[Task inputs]
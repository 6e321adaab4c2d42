//! The process-wide container set
//!
//! ## Shutdown Sequence
//!
//! Each phase is guarded; a failure is logged and the next phase still runs.
//!
//! | Phase | Action |
//! |-------|--------|
//! | 1 | Signal cancel, await outstanding jobs (bounded), abort stragglers |
//! | 2 | Cancel in-flight cluster fetches and wait for them to drain |
//! | 3 | Shut down every container (closes cores) |
//! | 4 | Shut down the admin handler |
//! | 5 | Close the cluster subsystem |
//! | 6 | Close the store |
//! | 7 | Clear the monitor registry |
//! | 8 | Release store filesystem handles |

use std::collections::BTreeMap;
use std::future::Future;
use std::panic::{catch_unwind, AssertUnwindSafe};
use std::sync::atomic::{AtomicBool, Ordering};
use std::sync::{Arc, OnceLock};

use ch_01_plugin_registry::MonitorRegistry;
use ch_02_core_lifecycle::RefHandle;
use ch_03_core_store::{CoreStore, StoreConfig};
use ch_04_core_cluster::{ClusterConfig, CoreCluster, Fetcher, ReqwestFetcher};
use core_telemetry::CORES_LOADED;
use futures::FutureExt;
use parking_lot::{Mutex, RwLock};
use shared_types::{ConfigNode, CoreError, CoreResult, NamedList};
use tokio::runtime::Handle;
use tokio::sync::watch;
use tokio::task::JoinSet;
use tracing::{debug, error, info, warn};
use uuid::Uuid;

use super::config::AdminConfig;
use super::core_container::CoreContainer;
use crate::admin::CoreAdmin;
use crate::context::ProcessContext;
use crate::cores::Core;

/// Global settings document loaded at `on_inited`.
pub const SETTINGS_DOC: &str = "settings";

/// Construction options that override the configuration tree.
#[derive(Default)]
pub struct ContainersOptions {
    /// Overrides `host.http_port`.
    pub http_port: Option<u16>,
    /// Transport for cluster traffic. Defaults to [`ReqwestFetcher`].
    pub fetcher: Option<Arc<dyn Fetcher>>,
}

pub struct CoreContainers {
    root: ConfigNode,
    admin_config: AdminConfig,
    ctx: Arc<ProcessContext>,
    containers: RwLock<BTreeMap<String, Arc<CoreContainer>>>,
    admin: OnceLock<Arc<CoreAdmin>>,
    settings: RwLock<NamedList>,
    jobs: Mutex<JoinSet<()>>,
    cancel_tx: watch::Sender<bool>,
    runtime: Handle,
    inited: AtomicBool,
    on_inited_done: AtomicBool,
    shut_down: AtomicBool,
}

impl CoreContainers {
    /// Build the store and cluster from `root`. Must be called from within
    /// a Tokio runtime.
    pub fn new(root: ConfigNode) -> CoreResult<Arc<Self>> {
        Self::with_options(root, ContainersOptions::default())
    }

    pub fn with_options(root: ConfigNode, options: ContainersOptions) -> CoreResult<Arc<Self>> {
        let runtime = Handle::try_current()
            .map_err(|e| CoreError::config("runtime", format!("no async runtime: {e}")))?;
        let admin_config = AdminConfig::from_config(&root)?;

        let store = Arc::new(CoreStore::new(StoreConfig::from_config(&root)?));

        let mut cluster_config = ClusterConfig::from_config(&root)?;
        if let Some(port) = options.http_port {
            cluster_config.identity.http_port = port;
        }
        let fetcher: Arc<dyn Fetcher> = match options.fetcher {
            Some(fetcher) => fetcher,
            None => Arc::new(ReqwestFetcher::new(
                cluster_config.request_timeout,
                cluster_config.connect_timeout,
            )?),
        };
        let cluster = CoreCluster::new(cluster_config, fetcher)?;

        let (cancel_tx, _) = watch::channel(false);
        info!(
            roles = admin_config.roles.len(),
            default_core = %admin_config.default_core_name,
            "[runtime] Core containers created"
        );
        Ok(Arc::new(Self {
            ctx: Arc::new(ProcessContext::new(store, cluster)),
            root,
            admin_config,
            containers: RwLock::new(BTreeMap::new()),
            admin: OnceLock::new(),
            settings: RwLock::new(NamedList::new()),
            jobs: Mutex::new(JoinSet::new()),
            cancel_tx,
            runtime,
            inited: AtomicBool::new(false),
            on_inited_done: AtomicBool::new(false),
            shut_down: AtomicBool::new(false),
        }))
    }

    pub fn admin_config(&self) -> &AdminConfig {
        &self.admin_config
    }

    pub fn context(&self) -> &Arc<ProcessContext> {
        &self.ctx
    }

    pub fn store(&self) -> &Arc<CoreStore> {
        self.ctx.store()
    }

    pub fn cluster(&self) -> &Arc<CoreCluster> {
        self.ctx.cluster()
    }

    pub fn monitors(&self) -> &Arc<MonitorRegistry> {
        self.ctx.monitors()
    }

    /// Global settings as loaded by [`Self::on_inited`].
    pub fn settings(&self) -> NamedList {
        self.settings.read().clone()
    }

    pub fn is_shut_down(&self) -> bool {
        self.shut_down.load(Ordering::Acquire)
    }

    /// The container for `role`, created on first request. The first
    /// container also brings up the admin handler.
    pub fn add_container(self: &Arc<Self>, role: &str) -> Arc<CoreContainer> {
        let container = {
            let mut containers = self.containers.write();
            Arc::clone(containers.entry(role.to_string()).or_insert_with(|| {
                debug!(role, "[runtime] Container added");
                Arc::new(CoreContainer::new(
                    role,
                    self.admin_config.default_core_name.clone(),
                    Arc::clone(&self.ctx),
                ))
            }))
        };
        self.admin
            .get_or_init(|| Arc::new(CoreAdmin::new(Arc::downgrade(self))));
        container
    }

    pub fn container(&self, role: &str) -> Option<Arc<CoreContainer>> {
        self.containers.read().get(role).cloned()
    }

    pub fn roles(&self) -> Vec<String> {
        self.containers.read().keys().cloned().collect()
    }

    fn all_containers(&self) -> Vec<Arc<CoreContainer>> {
        self.containers.read().values().cloned().collect()
    }

    /// `None` until the first container exists.
    pub fn admin(&self) -> Option<Arc<CoreAdmin>> {
        self.admin.get().cloned()
    }

    /// Create a container per configured role and load its cores. Valid
    /// once. Per-core failures are recorded by each container; the
    /// returned count is the number of cores registered.
    pub fn init(self: &Arc<Self>) -> CoreResult<usize> {
        if self.inited.swap(true, Ordering::AcqRel) {
            return Err(CoreError::contract("containers", "already initialized"));
        }
        let mut loaded = 0;
        for role in self.admin_config.effective_roles() {
            loaded += self.add_container(&role).init(&self.root)?;
        }
        CORES_LOADED.set(self.core_count() as i64);
        info!(loaded, "[runtime] Containers initialized");
        Ok(loaded)
    }

    /// Load global settings, publish every container and join the
    /// cluster. Valid once.
    pub async fn on_inited(self: &Arc<Self>) -> CoreResult<()> {
        if self.on_inited_done.swap(true, Ordering::AcqRel) {
            return Err(CoreError::contract("containers", "on_inited already ran"));
        }

        match self.store().load_global(SETTINGS_DOC).await {
            Ok(settings) => {
                debug!(entries = settings.len(), "[runtime] Global settings loaded");
                *self.settings.write() = settings;
            }
            Err(e) => error!(error = %e, "[runtime] Failed to load global settings"),
        }

        for container in self.all_containers() {
            if let Err(e) = container.on_inited() {
                warn!(role = %container.role(), error = %e, "[runtime] Container on_inited failed");
            }
        }

        match self.cluster().join_host().await {
            Ok(true) => info!("[runtime] Cluster join started"),
            Ok(false) => debug!("[runtime] No cluster join configured"),
            Err(e) => error!(error = %e, "[runtime] Cluster join failed"),
        }
        Ok(())
    }

    /// Persist `settings` as the global settings document.
    pub async fn save_settings(&self, settings: NamedList) -> CoreResult<()> {
        self.store().save_global(SETTINGS_DOC, &settings).await?;
        *self.settings.write() = settings;
        Ok(())
    }

    /// Track an async job. It receives the shutdown signal and is awaited
    /// (then aborted) during shutdown. Returns the job id.
    pub fn spawn<F, Fut>(&self, name: &str, job: F) -> CoreResult<String>
    where
        F: FnOnce(watch::Receiver<bool>) -> Fut,
        Fut: Future<Output = ()> + Send + 'static,
    {
        if self.is_shut_down() {
            return Err(CoreError::contract("containers", format!("spawn '{name}' after shutdown")));
        }
        let id = Uuid::new_v4().to_string();
        let fut = job(self.cancel_tx.subscribe());
        let (job_id, job_name) = (id.clone(), name.to_string());
        self.jobs.lock().spawn_on(
            async move {
                fut.await;
                debug!(job = %job_name, id = %job_id, "[runtime] Job finished");
            },
            &self.runtime,
        );
        debug!(job = %name, id = %id, "[runtime] Job spawned");
        Ok(id)
    }

    pub fn outstanding_jobs(&self) -> usize {
        self.jobs.lock().len()
    }

    /// Open a reference to `name` in the first container that has it.
    pub fn get_core(&self, name: &str) -> Option<RefHandle<Core>> {
        self.all_containers()
            .into_iter()
            .find_map(|container| container.get_core(name))
    }

    /// The container that registered or declared `name`.
    pub fn container_of(&self, name: &str) -> CoreResult<Arc<CoreContainer>> {
        self.all_containers()
            .into_iter()
            .find(|container| container.knows(name))
            .ok_or_else(|| CoreError::NotFound(format!("core '{name}'")))
    }

    pub fn core_count(&self) -> usize {
        self.all_containers()
            .iter()
            .map(|c| c.core_names().len())
            .sum()
    }

    pub fn status(&self) -> NamedList {
        let containers: NamedList = self
            .all_containers()
            .iter()
            .map(|c| (c.role().to_string(), c.status()))
            .collect();
        let mut status = NamedList::new()
            .with("default_core", self.admin_config.default_core_name.as_str())
            .with("containers", containers)
            .with("store", self.store().describe())
            .with("jobs", self.outstanding_jobs());
        if let Some(lib) = &self.admin_config.lib_path {
            status.add("lib_path", lib.display().to_string());
        }
        status
    }

    /// Ordered shutdown. Idempotent.
    pub async fn shutdown(&self) {
        if self.shut_down.swap(true, Ordering::AcqRel) {
            return;
        }
        let timeout = self.admin_config.shutdown_timeout;
        info!(timeout_ms = timeout.as_millis() as u64, "[runtime] Shutdown started");

        let jobs = async {
            self.cancel_tx.send_replace(true);
            let mut jobs = std::mem::take(&mut *self.jobs.lock());
            let pending = jobs.len();
            let drained = tokio::time::timeout(timeout, async {
                while jobs.join_next().await.is_some() {}
            })
            .await;
            if drained.is_err() {
                warn!(pending = jobs.len(), "[runtime] Jobs did not finish in time, aborting");
                jobs.abort_all();
            }
            debug!(pending, "[runtime] Jobs drained");
        };
        guarded_async(1, "jobs", jobs).await;

        let cluster = Arc::clone(self.cluster());
        let drain = async move {
            cluster.cancel_in_flight();
            if !cluster.wait_idle(timeout).await {
                warn!("[runtime] Cluster fetches still running after cancel");
            }
        };
        guarded_async(2, "network", drain).await;

        guarded(3, "containers", || {
            for container in self.all_containers() {
                container.shutdown();
            }
        });
        guarded(4, "admin", || {
            if let Some(admin) = self.admin.get() {
                admin.shutdown();
            }
        });
        guarded(5, "cluster", || self.cluster().close());
        guarded(6, "store", || self.store().close());
        guarded(7, "monitors", || self.monitors().clear());
        guarded(8, "store handles", || {
            let released = self.store().release_handles();
            debug!(released, "[runtime] Store handles released");
        });

        CORES_LOADED.set(0);
        info!("[runtime] Shutdown complete");
    }
}

fn guarded(phase: u8, name: &str, step: impl FnOnce()) {
    if let Err(panic) = catch_unwind(AssertUnwindSafe(step)) {
        error!(phase, step = name, panic = %panic_message(&*panic), "[runtime] Shutdown phase failed");
    }
}

async fn guarded_async(phase: u8, name: &str, step: impl Future<Output = ()>) {
    if let Err(panic) = AssertUnwindSafe(step).catch_unwind().await {
        error!(phase, step = name, panic = %panic_message(&*panic), "[runtime] Shutdown phase failed");
    }
}

fn panic_message(payload: &(dyn std::any::Any + Send)) -> String {
    if let Some(s) = payload.downcast_ref::<&str>() {
        (*s).to_string()
    } else if let Some(s) = payload.downcast_ref::<String>() {
        s.clone()
    } else {
        "non-string panic payload".to_string()
    }
}

impl Drop for CoreContainers {
    fn drop(&mut self) {
        if !self.is_shut_down() {
            warn!("[runtime] Core containers dropped without shutdown");
        }
    }
}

[Your goal] Tell how many lines in the material contain the string "status". Nothing but the number is needed.

[Solution for this task] 5